**Task prompt:** Please go through the records below and return every line holding the word "struct".

***** Data excerpts *****

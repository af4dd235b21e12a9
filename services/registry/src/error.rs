//! Error types for the registry

use axum::extract::rejection::BytesRejection;
use axum::http::StatusCode;
use axum::response::{IntoResponse, Response};

use crate::digest::Digest;
use crate::request::ParseError;

/// Result type for registry operations
pub type RegistryResult<T> = Result<T, RegistryError>;

/// Error types for registry operations
#[derive(Debug, thiserror::Error)]
pub enum RegistryError {
    /// Repository does not exist
    #[error("repository name not known to registry: {0}")]
    NameUnknown(String),

    /// Repository name is not valid for a write
    #[error("invalid repository name: {0}")]
    NameInvalid(String),

    /// Blob not found
    #[error("blob unknown to registry: {0}")]
    BlobUnknown(Digest),

    /// Manifest not found
    #[error("manifest unknown to registry: {0}")]
    ManifestUnknown(String),

    /// An index references a manifest which has not been pushed
    #[error("sub-manifest {0} not found")]
    SubManifestUnknown(Digest),

    /// Manifest body could not be understood
    #[error("manifest invalid: {0}")]
    ManifestInvalid(String),

    /// Malformed digest in the request
    #[error("invalid digest: {0}")]
    DigestInvalid(String),

    /// Digest mismatch
    #[error("digest mismatch: expected {expected}, got {actual}")]
    DigestMismatch {
        /// Asserted digest
        expected: Digest,
        /// Digest of the received content
        actual: Digest,
    },

    /// Upload session not found
    #[error("blob upload unknown to registry: {0}")]
    BlobUploadUnknown(String),

    /// Upload request could not be processed
    #[error("blob upload invalid: {0}")]
    BlobUploadInvalid(String),

    /// Chunk does not start where the session currently ends
    #[error("invalid content range: chunk starts at {offset}, expected {expected}")]
    UploadRangeInvalid {
        /// Offset the session expects next
        expected: u64,
        /// Offset the chunk claimed
        offset: u64,
    },

    /// A chunk's `Content-Range` does not cover the bytes sent with it
    #[error("Content-Range {start}-{end} does not match the {len} bytes sent")]
    ChunkRangeMismatch {
        /// First byte claimed
        start: u64,
        /// Last byte claimed
        end: u64,
        /// Length of the chunk body
        len: u64,
    },

    /// Request body is larger than the registry accepts
    #[error("request body too large: {0}")]
    SizeInvalid(String),

    /// Requested byte range cannot be served
    #[error("requested range not satisfiable for {size} bytes")]
    RangeNotSatisfiable {
        /// Size of the content
        size: u64,
    },

    /// Operation is not supported
    #[error("the operation is unsupported: {0}")]
    Unsupported(String),

    /// Malformed request parameter
    #[error("bad request: {0}")]
    BadRequest(String),

    /// The path is not part of the API
    #[error("page not found")]
    NotFound,

    /// Method not allowed for this path
    #[error("method not allowed: {0}")]
    MethodUnknown(String),

    /// Stored data could not be interpreted
    #[error("internal error: {0}")]
    Internal(String),
}

impl RegistryError {
    /// Get the HTTP status code for this error
    pub fn status_code(&self) -> StatusCode {
        match self {
            RegistryError::NameUnknown(_)
            | RegistryError::BlobUnknown(_)
            | RegistryError::ManifestUnknown(_)
            | RegistryError::SubManifestUnknown(_)
            | RegistryError::BlobUploadUnknown(_)
            | RegistryError::NotFound => StatusCode::NOT_FOUND,
            RegistryError::NameInvalid(_)
            | RegistryError::ManifestInvalid(_)
            | RegistryError::DigestInvalid(_)
            | RegistryError::DigestMismatch { .. }
            | RegistryError::BlobUploadInvalid(_)
            | RegistryError::Unsupported(_)
            | RegistryError::BadRequest(_) => StatusCode::BAD_REQUEST,
            RegistryError::UploadRangeInvalid { .. }
            | RegistryError::ChunkRangeMismatch { .. }
            | RegistryError::RangeNotSatisfiable { .. } => StatusCode::RANGE_NOT_SATISFIABLE,
            RegistryError::SizeInvalid(_) => StatusCode::PAYLOAD_TOO_LARGE,
            RegistryError::MethodUnknown(_) => StatusCode::METHOD_NOT_ALLOWED,
            RegistryError::Internal(_) => StatusCode::INTERNAL_SERVER_ERROR,
        }
    }

    /// Get the error code for OCI error responses
    pub fn error_code(&self) -> &'static str {
        match self {
            RegistryError::NameUnknown(_) => "NAME_UNKNOWN",
            RegistryError::NameInvalid(_) => "NAME_INVALID",
            RegistryError::BlobUnknown(_) => "BLOB_UNKNOWN",
            RegistryError::ManifestUnknown(_) | RegistryError::SubManifestUnknown(_) => {
                "MANIFEST_UNKNOWN"
            }
            RegistryError::ManifestInvalid(_) => "MANIFEST_INVALID",
            RegistryError::DigestInvalid(_) | RegistryError::DigestMismatch { .. } => {
                "DIGEST_INVALID"
            }
            RegistryError::BlobUploadUnknown(_) => "BLOB_UPLOAD_UNKNOWN",
            RegistryError::BlobUploadInvalid(_) => "BLOB_UPLOAD_INVALID",
            RegistryError::UploadRangeInvalid { .. }
            | RegistryError::ChunkRangeMismatch { .. }
            | RegistryError::RangeNotSatisfiable { .. } => "RANGE_INVALID",
            RegistryError::SizeInvalid(_) => "SIZE_INVALID",
            RegistryError::Unsupported(_) => "UNSUPPORTED",
            RegistryError::BadRequest(_) => "BAD_REQUEST",
            RegistryError::NotFound => "NOT_FOUND",
            RegistryError::MethodUnknown(_) => "METHOD_UNKNOWN",
            RegistryError::Internal(_) => "UNKNOWN",
        }
    }
}

impl From<ParseError> for RegistryError {
    fn from(err: ParseError) -> Self {
        match err {
            ParseError::BadlyFormedDigest(reason) => RegistryError::DigestInvalid(reason),
            ParseError::NameInvalid(name) => RegistryError::NameInvalid(name),
            ParseError::BadRequest(reason) => RegistryError::BadRequest(reason),
            ParseError::Unsupported(reason) => RegistryError::Unsupported(reason),
            ParseError::NotFound => RegistryError::NotFound,
            ParseError::MethodNotAllowed(method) => RegistryError::MethodUnknown(method),
        }
    }
}

impl From<BytesRejection> for RegistryError {
    fn from(rejection: BytesRejection) -> Self {
        if rejection.status() == StatusCode::PAYLOAD_TOO_LARGE {
            RegistryError::SizeInvalid(rejection.body_text())
        } else {
            RegistryError::BadRequest(rejection.body_text())
        }
    }
}

/// OCI error response format
#[derive(Debug, serde::Serialize)]
struct ErrorResponse {
    errors: Vec<ErrorDetail>,
}

#[derive(Debug, serde::Serialize)]
struct ErrorDetail {
    code: &'static str,
    message: String,
}

impl IntoResponse for RegistryError {
    fn into_response(self) -> Response {
        let status = self.status_code();
        let code = self.error_code();
        let message = self.to_string();

        let body = ErrorResponse {
            errors: vec![ErrorDetail { code, message }],
        };

        (status, axum::Json(body)).into_response()
    }
}

#[cfg(test)]
mod tests {
    use super::*;

    #[test]
    fn test_parse_errors_map_to_distinct_statuses() {
        let cases = [
            (ParseError::BadlyFormedDigest("x".into()), StatusCode::BAD_REQUEST, "DIGEST_INVALID"),
            (ParseError::BadRequest("n".into()), StatusCode::BAD_REQUEST, "BAD_REQUEST"),
            (ParseError::NameInvalid("Foo".into()), StatusCode::BAD_REQUEST, "NAME_INVALID"),
            (ParseError::Unsupported("ref".into()), StatusCode::BAD_REQUEST, "UNSUPPORTED"),
            (ParseError::NotFound, StatusCode::NOT_FOUND, "NOT_FOUND"),
            (
                ParseError::MethodNotAllowed("POST".into()),
                StatusCode::METHOD_NOT_ALLOWED,
                "METHOD_UNKNOWN",
            ),
        ];

        for (parse, status, code) in cases {
            let err = RegistryError::from(parse);
            assert_eq!(err.status_code(), status);
            assert_eq!(err.error_code(), code);
        }
    }

    #[test]
    fn test_sub_manifest_unknown_names_digest() {
        let digest = Digest::sha256(b"child");
        let err = RegistryError::SubManifestUnknown(digest.clone());
        assert_eq!(err.status_code(), StatusCode::NOT_FOUND);
        assert_eq!(err.error_code(), "MANIFEST_UNKNOWN");
        assert!(err.to_string().contains(&digest.to_string()));
    }

    #[test]
    fn test_chunk_range_mismatch_names_upload() {
        let err = RegistryError::ChunkRangeMismatch {
            start: 0,
            end: 9,
            len: 4,
        };
        assert_eq!(err.status_code(), StatusCode::RANGE_NOT_SATISFIABLE);
        assert_eq!(err.error_code(), "RANGE_INVALID");
        assert_eq!(
            err.to_string(),
            "Content-Range 0-9 does not match the 4 bytes sent"
        );
    }

    #[tokio::test]
    async fn test_error_body() {
        let response = RegistryError::NameUnknown("foo".into()).into_response();
        assert_eq!(response.status(), StatusCode::NOT_FOUND);
        let body = axum::body::to_bytes(response.into_body(), usize::MAX)
            .await
            .unwrap();
        let json: serde_json::Value = serde_json::from_slice(&body).unwrap();
        assert_eq!(json["errors"][0]["code"], "NAME_UNKNOWN");
        assert!(json["errors"][0]["message"].as_str().unwrap().contains("foo"));
    }
}
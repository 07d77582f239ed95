//! Authoritative store of users, drives, drive memberships and item shares.
//!
//! Everything the caches hold is derived from this store. The trait is async so a networked
//! backend can slot in later; the bundled [`SqliteStore`] runs its queries inline behind a
//! mutex since each one is a short indexed lookup.

mod sqlite;

pub use sqlite::SqliteStore;

use crate::{DriveResult, Identity};
use async_trait::async_trait;
use chrono::{DateTime, Utc};
use drivefs_types::PermissionLevel;
use uuid::Uuid;

/// A stored user.
#[derive(Debug, Clone, PartialEq, Eq)]
pub struct UserRecord {
    pub id: Uuid,
    pub login: String,
    pub display_name: String,
    pub is_admin: bool,
    /// Hex SHA-256 digest of the primary API token.
    pub api_token_sha256: Option<String>,
    /// Argon2 PHC string of the WebDAV application password.
    pub dav_password_hash: Option<String>,
    pub created_at: DateTime<Utc>,
}

impl UserRecord {
    pub fn identity(&self) -> Identity {
        Identity::new(self.id, &self.login, &self.display_name, self.is_admin)
    }
}

/// Fields needed to create a user.
#[derive(Debug, Clone)]
pub struct NewUser {
    pub login: String,
    pub display_name: String,
    pub is_admin: bool,
}

/// A shared drive.
#[derive(Debug, Clone, PartialEq, Eq)]
pub struct Drive {
    pub id: Uuid,
    pub name: String,
    /// Storage quota in bytes, `0` meaning unlimited.
    pub quota_bytes: u64,
    pub active: bool,
    pub owner_id: Uuid,
    pub created_at: DateTime<Utc>,
}

/// Partial update of a drive's mutable settings.
#[derive(Debug, Clone, Copy, Default)]
pub struct DriveUpdate {
    pub quota_bytes: Option<u64>,
    pub active: Option<bool>,
}

/// A user's membership of one drive, joined with the drive itself.
#[derive(Debug, Clone, PartialEq, Eq)]
pub struct Membership {
    pub drive: Drive,
    pub permission: PermissionLevel,
}

/// One row of a drive's member list.
#[derive(Debug, Clone, PartialEq, Eq)]
pub struct DriveMember {
    pub user_id: Uuid,
    pub login: String,
    pub display_name: String,
    pub permission: PermissionLevel,
}

/// An item in an owner's home tree shared with one recipient.
#[derive(Debug, Clone, PartialEq, Eq)]
pub struct ItemShare {
    pub id: Uuid,
    /// Owner's virtual path (`/home/...`).
    pub item_path: String,
    pub item_name: String,
    pub is_folder: bool,
    pub owner_id: Uuid,
    pub recipient_id: Uuid,
    pub permission: PermissionLevel,
    pub message: Option<String>,
    pub created_at: DateTime<Utc>,
}

/// Fields needed to create or update a share.
#[derive(Debug, Clone)]
pub struct NewShare {
    pub item_path: String,
    pub item_name: String,
    pub is_folder: bool,
    pub owner_id: Uuid,
    pub recipient_id: Uuid,
    pub permission: PermissionLevel,
    pub message: Option<String>,
}

/// Whether an upsert inserted a new share or updated an existing one in place.
#[derive(Debug, Clone, Copy, PartialEq, Eq)]
pub enum ShareUpsert {
    Created,
    Updated,
}

#[async_trait]
pub trait Store: Send + Sync {
    // Users
    async fn create_user(&self, user: NewUser) -> DriveResult<UserRecord>;
    async fn user_by_id(&self, id: Uuid) -> DriveResult<Option<UserRecord>>;
    async fn user_by_login(&self, login: &str) -> DriveResult<Option<UserRecord>>;
    async fn user_by_token_digest(&self, digest: &str) -> DriveResult<Option<UserRecord>>;
    async fn set_api_token_digest(&self, id: Uuid, digest: &str) -> DriveResult<()>;
    async fn set_dav_password_hash(&self, id: Uuid, hash: &str) -> DriveResult<()>;
    async fn list_users(&self) -> DriveResult<Vec<UserRecord>>;

    // Drives
    async fn create_drive(&self, name: &str, quota_bytes: u64, owner_id: Uuid)
        -> DriveResult<Drive>;
    async fn drive_by_name(&self, name: &str) -> DriveResult<Option<Drive>>;
    async fn list_drives(&self) -> DriveResult<Vec<Drive>>;
    async fn update_drive(&self, name: &str, update: DriveUpdate) -> DriveResult<Option<Drive>>;
    /// Deletes the drive and its membership rows. Returns the deleted drive.
    async fn delete_drive(&self, name: &str) -> DriveResult<Option<Drive>>;

    // Memberships
    async fn set_member(
        &self,
        drive_id: Uuid,
        user_id: Uuid,
        permission: PermissionLevel,
    ) -> DriveResult<()>;
    async fn remove_member(&self, drive_id: Uuid, user_id: Uuid) -> DriveResult<bool>;
    async fn membership(&self, user_id: Uuid, drive_name: &str)
        -> DriveResult<Option<Membership>>;
    /// Active drives `user_id` is a member of.
    async fn drives_for_member(&self, user_id: Uuid) -> DriveResult<Vec<Drive>>;
    async fn drives_owned_by(&self, user_id: Uuid) -> DriveResult<Vec<Drive>>;
    async fn drive_members(&self, drive_id: Uuid) -> DriveResult<Vec<DriveMember>>;

    // Shares
    async fn upsert_share(&self, share: NewShare) -> DriveResult<(ItemShare, ShareUpsert)>;
    async fn share_by_id(&self, id: Uuid) -> DriveResult<Option<ItemShare>>;
    async fn exact_share(
        &self,
        owner_id: Uuid,
        item_path: &str,
        recipient_id: Uuid,
    ) -> DriveResult<Option<ItemShare>>;
    /// Folder shares from `owner_id` to `recipient_id`.
    async fn folder_shares(&self, owner_id: Uuid, recipient_id: Uuid)
        -> DriveResult<Vec<ItemShare>>;
    async fn shares_for_recipient(&self, recipient_id: Uuid) -> DriveResult<Vec<ItemShare>>;
    async fn shares_by_owner(&self, owner_id: Uuid) -> DriveResult<Vec<ItemShare>>;
    async fn delete_share(&self, id: Uuid) -> DriveResult<Option<ItemShare>>;
    /// Removes every share of `path` or anything under it. Returns the removed rows.
    async fn delete_shares_under(&self, owner_id: Uuid, path: &str)
        -> DriveResult<Vec<ItemShare>>;
    /// Rewrites share paths after `from` was renamed to `to`. Returns the updated rows.
    async fn repath_shares(&self, owner_id: Uuid, from: &str, to: &str)
        -> DriveResult<Vec<ItemShare>>;
}
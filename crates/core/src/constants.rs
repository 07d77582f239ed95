//! Constants used throughout the DriveFS core crate.
//!
//! This module contains namespace names, directory names and cache defaults so that
//! every surface agrees on them.

use std::time::Duration;

/// First path segment of the caller's private namespace.
pub const HOME_NAMESPACE: &str = "home";

/// First path segment of the shared-drive namespace.
pub const SHARED_NAMESPACE: &str = "shared";

/// First path segment of the virtual namespace holding items other actors shared with the caller.
pub const SHARED_WITH_ME_NAMESPACE: &str = "shared-with-me";

/// Directory (under the data directory) holding one home directory per actor.
pub const USERS_DIR_NAME: &str = "users";

/// Directory (under the data directory) holding one directory per shared drive.
pub const DRIVES_DIR_NAME: &str = "drives";

/// Default directory for file storage when no explicit directory is configured.
pub const DEFAULT_DATA_DIR: &str = "drivefs_data";

/// Filename of the SQLite database holding users, drives, memberships and shares.
pub const DATABASE_FILENAME: &str = "drivefs.db";

/// Default prefix applied to every key written to the external cache.
pub const DEFAULT_CACHE_PREFIX: &str = "drivefs:";

/// Default TTL of cached permission verdicts and drive lists.
pub const DEFAULT_PERMISSION_TTL: Duration = Duration::from_secs(5 * 60);

/// Default TTL of cached folder statistics.
pub const DEFAULT_STATS_TTL: Duration = Duration::from_secs(30 * 60);

/// Default freshness window of the in-process cache tier.
pub const DEFAULT_LOCAL_FRESHNESS: Duration = Duration::from_secs(5 * 60);

/// Default per-call timeout for the external cache.
pub const DEFAULT_CACHE_TIMEOUT: Duration = Duration::from_secs(2);

/// Default Redis port.
pub const DEFAULT_REDIS_PORT: u16 = 6379;

/// Maximum number of entries a folder statistics walk visits before giving up.
pub const MAX_STATS_ENTRIES: usize = 100_000;

/// Maximum number of entries a name search visits.
pub const MAX_SEARCH_VISITED: usize = 50_000;

/// Maximum number of hits a name search returns.
pub const MAX_SEARCH_RESULTS: usize = 200;

/// Default lifetime of an advisory lock when the client does not ask for one.
pub const DEFAULT_LOCK_TIMEOUT: Duration = Duration::from_secs(30 * 60);

/// Upper bound on any lock lifetime a client may request.
pub const MAX_LOCK_TIMEOUT: Duration = Duration::from_secs(24 * 60 * 60);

*****

**Finished exercise:**
struct ErrorResponse {
struct ErrorDetail {
pub struct UserRecord {
pub struct NewUser {
pub struct Drive {
pub struct DriveUpdate {
pub struct Membership {
pub struct DriveMember {
pub struct ItemShare {
pub struct NewShare {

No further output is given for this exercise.